- WORK INSTRUCTIONS
Which lines below fall between the one containing "pub fn into_inner(self)" and the one containing "fn receive(&mut self, buf: &mut [u8]) -> Result<usize, E>"? Repeat them exactly, counting both of those lines, and add nothing else.

Stored items
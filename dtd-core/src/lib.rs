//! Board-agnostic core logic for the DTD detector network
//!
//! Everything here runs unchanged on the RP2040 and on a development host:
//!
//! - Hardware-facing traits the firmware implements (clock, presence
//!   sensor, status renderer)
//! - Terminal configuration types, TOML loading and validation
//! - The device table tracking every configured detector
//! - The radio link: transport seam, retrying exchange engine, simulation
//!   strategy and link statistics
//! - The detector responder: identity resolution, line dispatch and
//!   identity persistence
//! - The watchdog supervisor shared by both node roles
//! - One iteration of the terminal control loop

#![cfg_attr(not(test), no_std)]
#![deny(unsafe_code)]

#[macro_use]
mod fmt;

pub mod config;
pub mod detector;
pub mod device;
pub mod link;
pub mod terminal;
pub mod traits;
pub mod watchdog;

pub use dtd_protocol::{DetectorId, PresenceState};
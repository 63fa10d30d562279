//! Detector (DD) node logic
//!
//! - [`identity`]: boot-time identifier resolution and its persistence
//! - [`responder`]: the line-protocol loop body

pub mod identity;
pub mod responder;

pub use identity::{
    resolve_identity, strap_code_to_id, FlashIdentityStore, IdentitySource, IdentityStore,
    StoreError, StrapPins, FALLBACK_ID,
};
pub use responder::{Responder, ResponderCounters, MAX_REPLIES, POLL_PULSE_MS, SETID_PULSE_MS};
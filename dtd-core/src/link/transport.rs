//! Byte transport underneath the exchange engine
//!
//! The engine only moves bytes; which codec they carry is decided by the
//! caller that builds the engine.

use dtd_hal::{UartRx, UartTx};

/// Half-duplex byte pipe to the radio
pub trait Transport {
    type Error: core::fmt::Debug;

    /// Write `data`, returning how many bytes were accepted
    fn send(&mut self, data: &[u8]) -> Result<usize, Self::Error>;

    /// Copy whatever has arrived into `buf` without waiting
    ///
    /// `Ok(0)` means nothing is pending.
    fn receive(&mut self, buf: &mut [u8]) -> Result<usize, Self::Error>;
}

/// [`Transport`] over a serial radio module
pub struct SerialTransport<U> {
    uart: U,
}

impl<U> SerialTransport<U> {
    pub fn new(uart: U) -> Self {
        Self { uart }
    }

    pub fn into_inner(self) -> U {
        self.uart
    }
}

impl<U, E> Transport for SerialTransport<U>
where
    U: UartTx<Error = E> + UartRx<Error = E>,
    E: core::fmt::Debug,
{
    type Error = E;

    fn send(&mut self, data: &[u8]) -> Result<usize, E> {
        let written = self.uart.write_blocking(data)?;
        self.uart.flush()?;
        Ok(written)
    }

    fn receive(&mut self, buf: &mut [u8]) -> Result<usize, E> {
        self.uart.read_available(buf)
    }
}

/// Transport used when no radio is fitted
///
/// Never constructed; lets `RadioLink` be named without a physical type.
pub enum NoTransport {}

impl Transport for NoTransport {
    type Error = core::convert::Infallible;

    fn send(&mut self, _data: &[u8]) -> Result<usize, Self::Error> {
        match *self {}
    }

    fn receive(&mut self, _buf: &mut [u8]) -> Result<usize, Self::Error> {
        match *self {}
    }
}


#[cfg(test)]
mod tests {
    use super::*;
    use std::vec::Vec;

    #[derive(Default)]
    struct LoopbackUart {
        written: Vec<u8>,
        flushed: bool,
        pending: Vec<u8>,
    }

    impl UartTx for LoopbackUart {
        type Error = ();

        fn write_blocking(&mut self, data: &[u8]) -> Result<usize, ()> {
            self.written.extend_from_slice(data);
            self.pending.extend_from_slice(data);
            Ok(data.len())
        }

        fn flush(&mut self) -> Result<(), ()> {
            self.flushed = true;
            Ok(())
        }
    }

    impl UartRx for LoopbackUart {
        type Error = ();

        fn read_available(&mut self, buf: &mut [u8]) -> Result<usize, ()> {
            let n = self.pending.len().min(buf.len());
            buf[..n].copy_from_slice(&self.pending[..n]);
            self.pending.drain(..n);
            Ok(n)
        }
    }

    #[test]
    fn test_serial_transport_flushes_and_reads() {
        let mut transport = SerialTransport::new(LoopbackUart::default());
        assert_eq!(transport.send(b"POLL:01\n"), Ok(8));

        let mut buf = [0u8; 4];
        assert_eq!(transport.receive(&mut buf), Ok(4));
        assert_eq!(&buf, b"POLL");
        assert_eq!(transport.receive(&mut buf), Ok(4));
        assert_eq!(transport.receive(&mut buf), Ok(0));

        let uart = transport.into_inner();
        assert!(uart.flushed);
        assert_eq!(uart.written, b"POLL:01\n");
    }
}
==
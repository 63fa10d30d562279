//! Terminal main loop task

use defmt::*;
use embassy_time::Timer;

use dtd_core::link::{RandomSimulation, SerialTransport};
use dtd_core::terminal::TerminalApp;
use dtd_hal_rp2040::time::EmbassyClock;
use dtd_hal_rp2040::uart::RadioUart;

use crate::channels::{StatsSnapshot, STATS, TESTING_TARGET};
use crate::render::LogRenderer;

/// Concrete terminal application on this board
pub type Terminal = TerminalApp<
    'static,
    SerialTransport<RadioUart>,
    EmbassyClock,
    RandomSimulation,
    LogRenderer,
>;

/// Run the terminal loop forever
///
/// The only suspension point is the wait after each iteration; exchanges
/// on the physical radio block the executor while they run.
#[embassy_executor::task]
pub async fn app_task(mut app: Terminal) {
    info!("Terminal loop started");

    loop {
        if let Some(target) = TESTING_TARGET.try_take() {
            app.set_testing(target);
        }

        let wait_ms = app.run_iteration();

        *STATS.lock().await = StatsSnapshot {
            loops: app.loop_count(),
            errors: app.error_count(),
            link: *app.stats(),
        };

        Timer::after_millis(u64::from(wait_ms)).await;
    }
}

- REPLY
    pub fn into_inner(self) -> U {
        self.uart
    }
}

impl<U, E> Transport for SerialTransport<U>
where
    U: UartTx<Error = E> + UartRx<Error = E>,
    E: core::fmt::Debug,
{
    type Error = E;

    fn send(&mut self, data: &[u8]) -> Result<usize, E> {
        let written = self.uart.write_blocking(data)?;
        self.uart.flush()?;
        Ok(written)
    }

    fn receive(&mut self, buf: &mut [u8]) -> Result<usize, E> {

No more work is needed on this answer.